Because EMDR is just now coming into the public’s consciousness more (https://www.instyle.com/health-and-wellness/mental-health/emdr-therapy) many people are both curious and unsure about it. As a certified EMDR psychotherapist, there are some things that I believe potential clients should be aware of prior to embarking on an EMDR healing journey. Here are three of them:
Talking – there is not nearly as much talking in an EMDR therapy as in a traditional therapy session. This surprises many, particularly those who have been in therapy before. Because the healing work is being done through the eye movement themselves, a good deal of the session is done in silence as a client preforms these sets. A client is guided in-between sets by an EMDR-trained therapist. These eye movement sessions are often broken up by more traditional-looking sessions where the therapist and client talk about progress being made or current life stressors that arise.
EMDR therapy is not hypnosis of any kind. The client is always aware of themselves and their surroundings. The eye movements tap into the part of the nervous system that helps us feel calmer and more relaxed (the parasympathetic branch or the “rest and digest” part). Although dysfunctional thought patterns are being addressed, the client is always going to be aware of what is happening.

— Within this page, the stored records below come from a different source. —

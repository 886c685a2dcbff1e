// 💲 Pricing - Volume discount math
//
//   subtotal = Σ price × quantity
//   discount = subtotal × rate   (only when distinct products >= threshold)
//   total    = subtotal - discount
//
// "subtotal" is always pre-discount, "total" is always post-discount.

use crate::error::{BundleError, Result};
use serde::{Deserialize, Serialize};

pub const DEFAULT_DISCOUNT_THRESHOLD: usize = 3;
pub const DEFAULT_DISCOUNT_RATE: f64 = 0.30;

// ============================================================================
// PRICING CONFIG
// ============================================================================

/// Immutable for the lifetime of a controller
#[derive(Debug, Clone, Copy, PartialEq, Serialize, Deserialize)]
pub struct PricingConfig {
    /// Minimum number of distinct products that unlocks the discount
    pub discount_threshold: usize,

    /// Fraction of the subtotal removed once the threshold is met
    pub discount_rate: f64,
}

impl Default for PricingConfig {
    fn default() -> Self {
        PricingConfig {
            discount_threshold: DEFAULT_DISCOUNT_THRESHOLD,
            discount_rate: DEFAULT_DISCOUNT_RATE,
        }
    }
}

impl PricingConfig {
    pub fn new(discount_threshold: usize, discount_rate: f64) -> Result<Self> {
        let config = PricingConfig {
            discount_threshold,
            discount_rate,
        };
        config.validate()?;
        Ok(config)
    }

    pub fn validate(&self) -> Result<()> {
        if self.discount_threshold == 0 {
            return Err(BundleError::invalid_config(
                "discount_threshold",
                "must be at least 1",
            ));
        }

        if !(0.0..1.0).contains(&self.discount_rate) {
            return Err(BundleError::invalid_config(
                "discount_rate",
                format!("{} is outside [0.0, 1.0)", self.discount_rate),
            ));
        }

        Ok(())
    }

    /// Does a bundle of `distinct_products` unlock the discount?
    pub fn qualifies(&self, distinct_products: usize) -> bool {
        distinct_products >= self.discount_threshold
    }

    /// How many more distinct products are needed (0 once qualified)
    pub fn remaining(&self, distinct_products: usize) -> usize {
        self.discount_threshold.saturating_sub(distinct_products)
    }

    /// Discount rate as a whole percentage (0.30 → 30)
    pub fn discount_percent(&self) -> f64 {
        self.discount_rate * 100.0
    }

    /// Apply the volume discount to a subtotal
    pub fn summarize(&self, subtotal: f64, distinct_products: usize) -> PricingSummary {
        let has_discount = self.qualifies(distinct_products);
        let discount_amount = if has_discount {
            subtotal * self.discount_rate
        } else {
            0.0
        };

        PricingSummary {
            subtotal,
            has_discount,
            discount_amount,
            total: subtotal - discount_amount,
            discount_percent: self.discount_percent(),
        }
    }
}

// ============================================================================
// PRICING SUMMARY
// ============================================================================

#[derive(Debug, Clone, Copy, PartialEq, Serialize, Deserialize)]
pub struct PricingSummary {
    pub subtotal: f64,
    pub has_discount: bool,
    pub discount_amount: f64,
    pub total: f64,
    pub discount_percent: f64,
}

// ============================================================================
// FORMATTING
// ============================================================================

/// "$12.50"
pub fn format_currency(amount: f64) -> String {
    format!("${:.2}", amount)
}

/// "30%" (drops the fraction when it is zero, "12.5%" otherwise)
pub fn format_percent(percent: f64) -> String {
    let rounded = (percent * 100.0).round() / 100.0;
    if rounded.fract() == 0.0 {
        format!("{:.0}%", rounded)
    } else {
        format!("{}%", rounded)
    }
}

/// Label of the primary "add to cart" action
///
/// Below the threshold it counts down the missing products, at/above it
/// counts the total quantity in the bundle.
pub fn call_to_action_label(
    config: &PricingConfig,
    distinct_products: usize,
    total_quantity: u32,
) -> String {
    if config.qualifies(distinct_products) {
        format!("Add {} Items to Cart", total_quantity)
    } else {
        let remaining = config.remaining(distinct_products);
        let noun = if remaining == 1 { "Item" } else { "Items" };
        format!("Add {} More {} to Cart", remaining, noun)
    }
}

/// Message shown while the bundle is empty
pub fn empty_state_message(config: &PricingConfig) -> String {
    format!(
        "Select {} or more items to unlock {} discount",
        config.discount_threshold,
        format_percent(config.discount_percent())
    )
}

#[cfg(test)]
mod tests {
    use super::*;

    fn approx(a: f64, b: f64) -> bool {
        (a - b).abs() < 1e-9
    }

    #[test]
    fn test_default_config() {
        let config = PricingConfig::default();
        assert_eq!(config.discount_threshold, 3);
        assert!(approx(config.discount_rate, 0.30));
        assert!(config.validate().is_ok());
    }

    #[test]
    fn test_config_validation() {
        assert!(PricingConfig::new(0, 0.3).is_err());
        assert!(PricingConfig::new(3, 1.0).is_err());
        assert!(PricingConfig::new(3, -0.1).is_err());
        assert!(PricingConfig::new(1, 0.0).is_ok());
    }

    #[test]
    fn test_no_discount_below_threshold() {
        let config = PricingConfig::default();
        let summary = config.summarize(30.0, 2);

        assert!(!summary.has_discount);
        assert!(approx(summary.discount_amount, 0.0));
        assert!(approx(summary.total, 30.0));
    }

    #[test]
    fn test_discount_at_threshold() {
        let config = PricingConfig::default();
        let summary = config.summarize(45.0, 3);

        assert!(summary.has_discount);
        assert!(approx(summary.discount_amount, 13.5));
        assert!(approx(summary.total, 31.5));
        assert_eq!(format_currency(summary.discount_amount), "$13.50");
        assert_eq!(format_currency(summary.total), "$31.50");
    }

    #[test]
    fn test_call_to_action_labels() {
        let config = PricingConfig::default();

        assert_eq!(call_to_action_label(&config, 0, 0), "Add 3 More Items to Cart");
        assert_eq!(call_to_action_label(&config, 1, 1), "Add 2 More Items to Cart");
        assert_eq!(call_to_action_label(&config, 2, 5), "Add 1 More Item to Cart");
        assert_eq!(call_to_action_label(&config, 3, 3), "Add 3 Items to Cart");
        assert_eq!(call_to_action_label(&config, 4, 9), "Add 9 Items to Cart");
    }

    #[test]
    fn test_percent_formatting() {
        assert_eq!(format_percent(30.0), "30%");
        assert_eq!(format_percent(12.5), "12.5%");
        assert_eq!(format_percent(PricingConfig::default().discount_percent()), "30%");
    }

    #[test]
    fn test_empty_state_message() {
        let config = PricingConfig::new(4, 0.25).unwrap();
        assert_eq!(
            empty_state_message(&config),
            "Select 4 or more items to unlock 25% discount"
        );
    }
}
//! CLI command implementations.
//!
//! Available commands:
//! - **run** (default): the full coverage pipeline
//! - **init**: write a default `.ccov.toml`

pub mod init;
pub mod run;

pub use init::init_config;
pub use run::{handle_run, resolve_config, resolve_root, RunCommandConfig};
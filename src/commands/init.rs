use crate::config::{CONFIG_FILE_NAME, DEFAULT_CONFIG_TEMPLATE};
use anyhow::{Context, Result};
use std::fs;
use std::path::{Path, PathBuf};

/// Write the default `.ccov.toml` into `root`, returning its path.
pub fn init_config(root: &Path, force: bool) -> Result<PathBuf> {
    let config_path = root.join(CONFIG_FILE_NAME);

    if config_path.exists() && !force {
        anyhow::bail!("Configuration file already exists. Use --force to overwrite.");
    }

    fs::write(&config_path, DEFAULT_CONFIG_TEMPLATE)
        .with_context(|| format!("Failed to write {}", config_path.display()))?;
    println!("Created {CONFIG_FILE_NAME} configuration file");

    Ok(config_path)
}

Once desensitized and reprocessed through, disturbing memories are held differently in the brain and no longer trigger PTSD symptoms. This is the real beauty of EMDR therapy. There are many reasons why this happens that I will explore in another post. One way to experience this before and after of EMDR therapy is to imagine what you had for breakfast this morning – whatever the answer is, there is probably not an emotional or physical reaction. It is just a memory. If you were to think about one of the worst moments of your life, however, a lot of the “yuck” (anxiety, depression, panic, increased heart rate and fidgeting) comes back pretty quickly. Addressing the bad memory with EMDR allows the “yuck” to be discharged off, and it can become just a memory, even if it is never a good memory.